Controlling the heterogeneous catalysis of zirconium clusters within a porous SBA-15 scaffold

Metal-organic frameworks (MOFs) with Zr-based secondary building units (SBUs) have shown promise as materials for the catalytic degradation of chemical warfare agents (CWAs). The Zr-based SBU within the MOF has been previously determined to be the active site for catalytic hydrolysis reactions within these materials. However, MOF structure dictates access to the SBU active sites with microporous MOFs showing catalysis solely on the surface of the particles of the MOF and MOFs with analogous SBUs exhibiting different reaction rates under the same reaction conditions.
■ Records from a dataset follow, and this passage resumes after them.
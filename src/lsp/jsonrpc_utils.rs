//! JSON-RPC 2.0 protocol utilities
//!
//! Provides constants and response builders for working with
//! JSON-RPC 2.0 protocol as per https://www.jsonrpc.org/specification

use crate::lsp::protocol::{RequestId, Response, ResponseError};
use serde_json::Value;

// ============================================================================
// JSON-RPC 2.0 Constants
// ============================================================================

/// JSON-RPC 2.0 version identifier
pub const JSONRPC_VERSION: &str = "2.0";

/// JSON-RPC 2.0 Error Codes (as per JSON-RPC specification)
/// https://www.jsonrpc.org/specification#error_object
pub mod error_codes {
    /// Invalid JSON was received by the server.
    pub const PARSE_ERROR: i32 = -32700;
    /// The JSON sent is not a valid Request object.
    pub const INVALID_REQUEST: i32 = -32600;
    /// Method not found - The method does not exist / is not available.
    pub const METHOD_NOT_FOUND: i32 = -32601;
    /// Invalid method parameter(s).
    pub const INVALID_PARAMS: i32 = -32602;
    /// Internal JSON-RPC error.
    pub const INTERNAL_ERROR: i32 = -32603;
    /// LSP: the client cancelled a request and the server detected it.
    pub const REQUEST_CANCELLED: i32 = -32800;
}

// ============================================================================
// JSON-RPC Response Builders
// ============================================================================

/// Create a successful JSON-RPC response
pub fn success_response(id: RequestId, result: Value) -> Response {
    Response {
        id,
        payload: Ok(result),
    }
}

/// Create a JSON-RPC error response
pub fn error_response(id: RequestId, code: i32, message: String, data: Option<Value>) -> Response {
    Response {
        id,
        payload: Err(ResponseError {
            code,
            message,
            data,
        }),
    }
}

/// Create a "method not found" error response
pub fn method_not_found_response(id: RequestId, method: &str) -> Response {
    error_response(
        id,
        error_codes::METHOD_NOT_FOUND,
        format!("Method not found: {}", method),
        None,
    )
}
The multitude of variables inherent to MOF structures (e.g. pore size, pore structure, connectivity, crystal size, functional groups, defects, and monocarboxylic acid modulators (MCAMs) used in synthesis) complicate the fundamental understanding of the SBU's reactivity in the hydrolysis reaction independent of topological constraints. In this work, we have explored the catalytic activity of a simplified SBU system consisting of Zr₆ and Zr₁₂ clusters decorated with MCAMs varying in size and functionality to simulate the chemical environment of the SBU within the MOF structure. The zirconium clusters were then supported on mesoporous silica (SBA-15) functionalized with either sulfuric or phosphoric acid groups that bind to the zirconium nodes, covalently tethering the clusters to the silica support. These novel porous materials were designed to mimic the porous nature of the MOF structure to determine the effect on hydrolysis reactivity. The final silica-bound zirconium clusters showed enhanced reactivity towards the hydrolysis of dimethyl nitrophosphate (DMNP), a nerve agent simulant, under buffered conditions compared to the bare Zr clusters and showed key differences in the catalytic activity based on the chemical environment imparted by both the MCAM and the modified support. In addition, the use of an acid-modified silica scaffolding allowed for the incorporation of adjacent amine moieties on the SBA-15 support to facilitate hydrolysis of DMNP under neutral aqueous conditions, a benefit over typical Zr-based MOF catalysts that require a buffer for appreciable reactivity.